(Dataset entries)
━━━━━━━━

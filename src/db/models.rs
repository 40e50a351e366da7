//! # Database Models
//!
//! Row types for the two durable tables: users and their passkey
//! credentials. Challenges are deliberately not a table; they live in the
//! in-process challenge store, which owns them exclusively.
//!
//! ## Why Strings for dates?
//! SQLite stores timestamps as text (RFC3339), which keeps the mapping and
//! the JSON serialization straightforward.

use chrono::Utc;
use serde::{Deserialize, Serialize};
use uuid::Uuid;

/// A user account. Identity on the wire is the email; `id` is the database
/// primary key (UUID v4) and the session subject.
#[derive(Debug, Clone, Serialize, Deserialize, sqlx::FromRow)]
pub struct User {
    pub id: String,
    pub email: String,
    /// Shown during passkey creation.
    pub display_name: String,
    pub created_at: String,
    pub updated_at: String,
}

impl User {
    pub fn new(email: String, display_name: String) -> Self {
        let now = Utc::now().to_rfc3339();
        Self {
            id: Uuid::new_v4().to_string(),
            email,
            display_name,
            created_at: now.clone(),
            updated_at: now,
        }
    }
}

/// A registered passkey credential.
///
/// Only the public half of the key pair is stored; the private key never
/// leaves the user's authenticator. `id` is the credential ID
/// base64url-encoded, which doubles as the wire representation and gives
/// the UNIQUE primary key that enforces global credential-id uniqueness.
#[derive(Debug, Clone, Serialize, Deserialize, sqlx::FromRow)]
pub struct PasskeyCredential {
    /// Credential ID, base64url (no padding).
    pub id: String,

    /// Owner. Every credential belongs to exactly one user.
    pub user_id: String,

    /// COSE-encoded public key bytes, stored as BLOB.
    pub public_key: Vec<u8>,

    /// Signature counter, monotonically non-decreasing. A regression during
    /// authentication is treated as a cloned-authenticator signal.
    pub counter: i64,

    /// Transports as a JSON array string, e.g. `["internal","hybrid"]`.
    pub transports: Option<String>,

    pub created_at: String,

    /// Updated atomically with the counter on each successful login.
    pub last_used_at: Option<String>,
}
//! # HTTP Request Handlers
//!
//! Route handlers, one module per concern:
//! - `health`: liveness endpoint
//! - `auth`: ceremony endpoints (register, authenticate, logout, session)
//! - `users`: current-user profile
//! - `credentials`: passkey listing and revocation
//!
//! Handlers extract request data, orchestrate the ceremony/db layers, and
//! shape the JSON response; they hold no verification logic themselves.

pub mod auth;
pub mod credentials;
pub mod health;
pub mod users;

━━━━━━━━

### YOUR TASK
Copy out each line of the records above that includes "health".

### RESULT OF THE TASK
//! - `health`: liveness endpoint
pub mod health;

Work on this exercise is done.